Material for this exercise:
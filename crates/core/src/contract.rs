//! Int8 einsum with a hand-written input gradient.
//!
//! ```text
//! forward:  y  = einsum(eq, q(x), Wq) / (align(s_x) · s_w)
//! backward: dx = einsum(reciprocal_eq, dy, dequantize(Wq, s_w))
//! ```
//!
//! The rounding in `q(x)` has zero derivative almost everywhere, so candle's
//! autodiff cannot be used directly. [`QuantizedEinsum`] is registered as a
//! [`CustomOp1`] over the input; the kernel and its scale are captured
//! constants and never receive a gradient.

use std::sync::Arc;

use candle_core::{CpuStorage, CustomOp1, DType, Device, DeviceLocation, Layout, Shape, Tensor};

use qdense_common::{QDenseError, Result};

use crate::einsum::einsum;
use crate::kernel::QuantizedKernel;
use crate::plan::AxisPlan;
use crate::quantize::{abs_max_codes, dequantize};

/// Forward/backward pair for one quantized contraction.
#[derive(Clone)]
pub struct QuantizedEinsum {
    plan: Arc<AxisPlan>,
    /// Kernel values on an `F64` carrier.
    kernel_codes: Tensor,
    /// Kernel scale in output layout.
    kernel_scale: Tensor,
}

impl QuantizedEinsum {
    pub fn new(plan: Arc<AxisPlan>, kernel: &QuantizedKernel) -> Result<Self> {
        Ok(Self {
            plan,
            kernel_codes: kernel.codes()?,
            kernel_scale: kernel.scale().clone(),
        })
    }

    pub fn forward(&self, x: &Tensor) -> Result<Tensor> {
        let plan = &self.plan;
        let (x_codes, x_scale) = abs_max_codes(x, &plan.input.reduced)?;
        let acc = einsum(
            &plan.equation(),
            &x_codes.to_dtype(DType::F64)?,
            &self.kernel_codes,
        )?;
        let descale = plan
            .input
            .align(&x_scale)?
            .broadcast_mul(&self.kernel_scale.to_dtype(x.dtype())?)?;
        Ok(acc.to_dtype(x.dtype())?.broadcast_div(&descale)?)
    }

    /// Input gradient for an upstream gradient `grad` of the output.
    pub fn backward(&self, x: &Tensor, grad: &Tensor) -> Result<Tensor> {
        let plan = &self.plan;
        let kernel_scale = plan.weight.unalign(&self.kernel_scale)?;
        let kernel = dequantize(&self.kernel_codes, &kernel_scale)?.to_dtype(grad.dtype())?;

        // Input labels that reach neither the output nor the weight were
        // summed away; their gradient is the same along the whole axis.
        let kept: String = plan
            .input_spec
            .chars()
            .filter(|&c| plan.output_spec.contains(c) || plan.weight_spec.contains(c))
            .collect();
        if kept.len() == plan.input_spec.len() {
            return einsum(&plan.reciprocal_equation, grad, &kernel);
        }
        let equation = format!("{},{}->{}", plan.output_spec, plan.weight_spec, kept);
        let mut dx = einsum(&equation, grad, &kernel)?;
        for (axis, label) in plan.input_spec.chars().enumerate() {
            if !kept.contains(label) {
                dx = dx.unsqueeze(axis)?;
            }
        }
        Ok(dx.broadcast_as(x.shape())?.contiguous()?)
    }
}

fn host_tensor(storage: &CpuStorage, layout: &Layout) -> candle_core::Result<Tensor> {
    let (start, end) = layout
        .contiguous_offsets()
        .ok_or_else(|| candle_core::Error::Msg("quantized einsum needs a contiguous input".into()))?;
    match storage {
        CpuStorage::F32(data) => {
            Tensor::from_slice(&data[start..end], layout.shape().clone(), &Device::Cpu)
        }
        CpuStorage::F64(data) => {
            Tensor::from_slice(&data[start..end], layout.shape().clone(), &Device::Cpu)
        }
        _ => candle_core::bail!("quantized einsum supports f32 and f64 inputs only"),
    }
}

impl CustomOp1 for QuantizedEinsum {
    fn name(&self) -> &'static str {
        "quantized-einsum"
    }

    fn cpu_fwd(&self, storage: &CpuStorage, layout: &Layout) -> candle_core::Result<(CpuStorage, Shape)> {
        let x = host_tensor(storage, layout)?;
        let y = self.forward(&x).map_err(QDenseError::into_candle)?;
        let shape = y.shape().clone();
        let flat = y.flatten_all()?;
        let out = match y.dtype() {
            DType::F32 => CpuStorage::F32(flat.to_vec1()?),
            DType::F64 => CpuStorage::F64(flat.to_vec1()?),
            dtype => candle_core::bail!("unexpected quantized einsum output dtype {dtype:?}"),
        };
        Ok((out, shape))
    }

    fn bwd(&self, arg: &Tensor, _res: &Tensor, grad_res: &Tensor) -> candle_core::Result<Option<Tensor>> {
        let dx = self.backward(arg, grad_res).map_err(QDenseError::into_candle)?;
        Ok(Some(dx))
    }
}

/// [`QuantizedEinsum`] only has a host kernel.
pub fn check_device(location: DeviceLocation) -> Result<()> {
    match location {
        DeviceLocation::Cpu => Ok(()),
        other => Err(QDenseError::UnsupportedDevice(format!(
            "{other:?}; the quantized contraction runs on the CPU only"
        ))),
    }
}

/// Quantize `x` on the fly and contract it with an int8 kernel.
pub fn quantized_contract(x: &Tensor, kernel: &QuantizedKernel, plan: &Arc<AxisPlan>) -> Result<Tensor> {
    check_device(x.device().location())?;
    if x.rank() != plan.input_spec.len() {
        return Err(QDenseError::ShapeMismatch(format!(
            "input of shape {:?} does not match input spec '{}'",
            x.dims(),
            plan.input_spec
        )));
    }
    let op = QuantizedEinsum::new(Arc::clone(plan), kernel)?;
    Ok(x.contiguous()?.apply_op1(op)?)
}

// ── Tests ───────────────────────────────────────────────────────────────────

#[cfg(test)]
mod tests {
    use super::*;
    use candle_core::Var;

    fn rel_err(a: &Tensor, b: &Tensor) -> f32 {
        let num: f32 = (a - b).unwrap().sqr().unwrap().sum_all().unwrap().to_scalar().unwrap();
        let den: f32 = b.sqr().unwrap().sum_all().unwrap().to_scalar().unwrap();
        (num / den.max(1e-12)).sqrt()
    }

    fn setup(equation: &str, x_shape: &[usize], w_shape: &[usize]) -> (Arc<AxisPlan>, Tensor, Tensor, QuantizedKernel) {
        let dev = Device::Cpu;
        let plan = Arc::new(AxisPlan::analyze(equation, x_shape.len()).unwrap());
        let x = Tensor::randn(0f32, 1., x_shape, &dev).unwrap();
        let w = Tensor::randn(0f32, 1., w_shape, &dev).unwrap();
        let kernel = QuantizedKernel::quantize(&w, &plan).unwrap();
        (plan, x, w, kernel)
    }

    #[test]
    fn dense_contraction_tracks_float() {
        let (plan, x, w, kernel) = setup("ab,bc->ac", &[8, 32], &[32, 16]);
        let y = quantized_contract(&x, &kernel, &plan).unwrap();
        let expected = x.matmul(&w).unwrap();
        assert_eq!(y.dims(), &[8, 16]);
        assert!(rel_err(&y, &expected) < 2e-2);
    }

    #[test]
    fn sequence_contraction_tracks_float() {
        let (plan, x, w, kernel) = setup("abc,cd->abd", &[2, 5, 24], &[24, 12]);
        let y = quantized_contract(&x, &kernel, &plan).unwrap();
        let expected = einsum("abc,cd->abd", &x, &w).unwrap();
        assert_eq!(y.dims(), &[2, 5, 12]);
        assert!(rel_err(&y, &expected) < 2e-2);
    }

    #[test]
    fn overflow_on_both_operands_descales_correctly() {
        let (plan, x, w, kernel) = setup("abc,bcd->ad", &[5, 3, 4], &[3, 4, 7]);
        let y = quantized_contract(&x, &kernel, &plan).unwrap();
        let expected = einsum("abc,bcd->ad", &x, &w).unwrap();
        assert_eq!(y.dims(), &[5, 7]);
        assert!(rel_err(&y, &expected) < 2e-2);
    }

    #[test]
    fn f64_input_stays_f64() {
        let dev = Device::Cpu;
        let plan = Arc::new(AxisPlan::analyze("ab,bc->ac", 2).unwrap());
        let w = Tensor::randn(0f64, 1., (6, 3), &dev).unwrap();
        let kernel = QuantizedKernel::quantize(&w, &plan).unwrap();
        let x = Tensor::randn(0f64, 1., (4, 6), &dev).unwrap();
        let y = quantized_contract(&x, &kernel, &plan).unwrap();
        assert_eq!(y.dtype(), DType::F64);
    }

    #[test]
    fn input_gradient_uses_dequantized_kernel() {
        let (plan, x, _w, kernel) = setup("abc,cd->abd", &[2, 3, 8], &[8, 5]);
        let x = Var::from_tensor(&x).unwrap();
        let upstream = Tensor::randn(0f32, 1., (2, 3, 5), &Device::Cpu).unwrap();

        let y = quantized_contract(x.as_tensor(), &kernel, &plan).unwrap();
        let loss = (y * &upstream).unwrap().sum_all().unwrap();
        let grads = loss.backward().unwrap();
        let dx = grads.get(x.as_tensor()).unwrap();

        let deq = kernel.dequantize(&plan).unwrap();
        let expected = einsum(&plan.reciprocal_equation, &upstream, &deq).unwrap();
        assert_eq!(dx.dims(), &[2, 3, 8]);
        assert!(rel_err(dx, &expected) < 1e-5);
    }

    #[test]
    fn gradient_broadcasts_over_summed_input_axes() {
        // `b` reaches neither the output nor the weight.
        let (plan, x, _w, kernel) = setup("abc,cd->ad", &[2, 3, 4], &[4, 5]);
        let x = Var::from_tensor(&x).unwrap();
        let y = quantized_contract(x.as_tensor(), &kernel, &plan).unwrap();
        let grads = y.sum_all().unwrap().backward().unwrap();
        let dx = grads.get(x.as_tensor()).unwrap();
        assert_eq!(dx.dims(), &[2, 3, 4]);

        let rows: Vec<Vec<Vec<f32>>> = dx.to_vec3().unwrap();
        for batch in rows {
            assert_eq!(batch[0], batch[1]);
            assert_eq!(batch[1], batch[2]);
        }
    }

    /// `<einsum(eq, x, w), g> == <x, einsum(reciprocal, g, w)>` for random
    /// tensors: the reciprocal equation is the adjoint of the forward one.
    #[test]
    fn reciprocal_equation_is_the_adjoint() {
        let dev = Device::Cpu;
        for (eq, xs, ws) in [
            ("ab,bc->ac", vec![4, 6], vec![6, 3]),
            ("abc,cd->abd", vec![2, 3, 4], vec![4, 5]),
            ("abc,cde->abde", vec![2, 3, 4], vec![4, 2, 3]),
            ("abcd,cde->abe", vec![2, 3, 4, 5], vec![4, 5, 6]),
            ("ab,bcd->acd", vec![3, 4], vec![4, 2, 5]),
        ] {
            let plan = AxisPlan::analyze(eq, xs.len()).unwrap();
            let x = Tensor::randn(0f64, 1., xs.as_slice(), &dev).unwrap();
            let w = Tensor::randn(0f64, 1., ws.as_slice(), &dev).unwrap();
            let y = einsum(eq, &x, &w).unwrap();
            let g = Tensor::randn(0f64, 1., y.dims(), &dev).unwrap();
            let lhs: f64 = (&y * &g).unwrap().sum_all().unwrap().to_scalar().unwrap();
            let dx = einsum(&plan.reciprocal_equation, &g, &w).unwrap();
            let rhs: f64 = (&x * &dx).unwrap().sum_all().unwrap().to_scalar().unwrap();
            assert!((lhs - rhs).abs() < 1e-9 * lhs.abs().max(1.0), "{eq}");
        }
    }

    #[test]
    fn only_the_cpu_is_supported() {
        assert!(check_device(DeviceLocation::Cpu).is_ok());
        for location in [
            DeviceLocation::Cuda { gpu_id: 0 },
            DeviceLocation::Metal { gpu_id: 1 },
        ] {
            assert!(matches!(
                check_device(location),
                Err(QDenseError::UnsupportedDevice(_))
            ));
        }
    }

    #[test]
    fn wrong_rank_is_rejected() {
        let (plan, _x, _w, kernel) = setup("ab,bc->ac", &[2, 3], &[3, 4]);
        let x = Tensor::zeros((2, 2, 3), DType::F32, &Device::Cpu).unwrap();
        assert!(matches!(
            quantized_contract(&x, &kernel, &plan),
            Err(QDenseError::ShapeMismatch(_))
        ));
    }
}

Exercise brief:
If a line in the data holds the string "other", copy that line.

Response:
        other => Err(QDenseError::UnsupportedDevice(format!(
            "{other:?}; the quantized contraction runs on the CPU only"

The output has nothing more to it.